#### TASK REQUIREMENTS
Go through the data and retrieve each line that includes the string "writeln".

===== SUPPLIED DATA =====

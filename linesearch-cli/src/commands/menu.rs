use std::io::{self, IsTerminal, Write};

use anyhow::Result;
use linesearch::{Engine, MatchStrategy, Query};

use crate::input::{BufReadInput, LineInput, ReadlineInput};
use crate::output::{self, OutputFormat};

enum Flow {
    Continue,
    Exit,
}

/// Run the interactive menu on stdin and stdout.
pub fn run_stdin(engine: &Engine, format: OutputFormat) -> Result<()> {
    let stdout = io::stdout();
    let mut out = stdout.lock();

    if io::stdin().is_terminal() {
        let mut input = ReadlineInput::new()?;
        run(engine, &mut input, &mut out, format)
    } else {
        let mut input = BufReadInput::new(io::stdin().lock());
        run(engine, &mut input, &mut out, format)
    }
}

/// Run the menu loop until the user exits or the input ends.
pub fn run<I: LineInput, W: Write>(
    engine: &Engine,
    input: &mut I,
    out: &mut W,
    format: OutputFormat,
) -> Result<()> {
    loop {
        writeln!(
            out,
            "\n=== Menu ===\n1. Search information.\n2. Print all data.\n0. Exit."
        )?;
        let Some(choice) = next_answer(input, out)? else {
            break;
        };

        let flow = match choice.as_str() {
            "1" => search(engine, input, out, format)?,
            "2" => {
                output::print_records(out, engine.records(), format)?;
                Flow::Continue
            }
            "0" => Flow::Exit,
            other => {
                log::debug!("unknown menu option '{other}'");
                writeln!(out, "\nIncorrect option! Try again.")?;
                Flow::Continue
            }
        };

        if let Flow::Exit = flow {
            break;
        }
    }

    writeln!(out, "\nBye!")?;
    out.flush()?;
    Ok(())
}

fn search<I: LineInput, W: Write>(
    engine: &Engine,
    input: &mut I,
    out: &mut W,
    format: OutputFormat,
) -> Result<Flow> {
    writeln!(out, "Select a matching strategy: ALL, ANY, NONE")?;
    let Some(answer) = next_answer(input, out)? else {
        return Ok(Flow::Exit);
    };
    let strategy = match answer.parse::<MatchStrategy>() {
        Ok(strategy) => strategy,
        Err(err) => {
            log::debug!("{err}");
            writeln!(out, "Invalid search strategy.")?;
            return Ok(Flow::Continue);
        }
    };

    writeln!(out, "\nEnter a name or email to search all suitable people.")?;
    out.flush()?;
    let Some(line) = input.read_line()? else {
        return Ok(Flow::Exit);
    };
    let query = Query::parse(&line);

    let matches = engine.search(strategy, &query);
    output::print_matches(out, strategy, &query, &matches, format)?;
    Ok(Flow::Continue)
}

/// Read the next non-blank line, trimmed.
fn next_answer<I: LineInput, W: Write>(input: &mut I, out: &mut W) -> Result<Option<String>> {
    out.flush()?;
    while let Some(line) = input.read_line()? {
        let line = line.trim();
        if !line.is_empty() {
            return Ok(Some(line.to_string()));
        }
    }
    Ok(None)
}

=====
===== SUPPLIED DATA =====

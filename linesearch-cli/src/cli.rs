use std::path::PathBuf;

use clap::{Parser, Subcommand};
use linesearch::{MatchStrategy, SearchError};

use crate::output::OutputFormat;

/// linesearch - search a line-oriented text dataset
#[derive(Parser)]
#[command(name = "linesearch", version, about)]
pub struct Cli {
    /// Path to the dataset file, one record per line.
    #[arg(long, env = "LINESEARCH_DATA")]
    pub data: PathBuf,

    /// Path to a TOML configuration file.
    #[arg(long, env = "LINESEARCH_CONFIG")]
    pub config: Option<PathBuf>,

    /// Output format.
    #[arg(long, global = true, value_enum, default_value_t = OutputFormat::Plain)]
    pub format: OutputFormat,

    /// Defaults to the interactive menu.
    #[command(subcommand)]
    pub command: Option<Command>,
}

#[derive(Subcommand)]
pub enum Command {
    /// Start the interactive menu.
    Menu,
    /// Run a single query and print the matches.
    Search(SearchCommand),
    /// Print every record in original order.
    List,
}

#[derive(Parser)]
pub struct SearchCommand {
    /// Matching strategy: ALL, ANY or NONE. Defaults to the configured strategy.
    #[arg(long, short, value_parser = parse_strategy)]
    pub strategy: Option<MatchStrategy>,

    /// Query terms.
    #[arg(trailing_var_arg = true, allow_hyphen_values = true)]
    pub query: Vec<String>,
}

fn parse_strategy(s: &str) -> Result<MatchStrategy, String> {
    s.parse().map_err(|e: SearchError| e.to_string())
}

=====
===== SUPPLIED DATA =====

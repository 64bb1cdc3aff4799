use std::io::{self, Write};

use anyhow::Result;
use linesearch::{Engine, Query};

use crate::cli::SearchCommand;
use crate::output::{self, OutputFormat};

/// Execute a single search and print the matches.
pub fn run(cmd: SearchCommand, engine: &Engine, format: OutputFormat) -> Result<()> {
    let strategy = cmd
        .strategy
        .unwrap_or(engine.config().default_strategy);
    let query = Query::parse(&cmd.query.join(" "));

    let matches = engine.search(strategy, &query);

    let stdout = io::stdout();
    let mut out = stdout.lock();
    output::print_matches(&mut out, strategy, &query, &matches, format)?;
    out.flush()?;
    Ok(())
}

=====

#### ANSWER SECTION
        writeln!(
                writeln!(out, "\nIncorrect option! Try again.")?;
    writeln!(out, "\nBye!")?;
    writeln!(out, "Select a matching strategy: ALL, ANY, NONE")?;
            writeln!(out, "Invalid search strategy.")?;
    writeln!(out, "\nEnter a name or email to search all suitable people.")?;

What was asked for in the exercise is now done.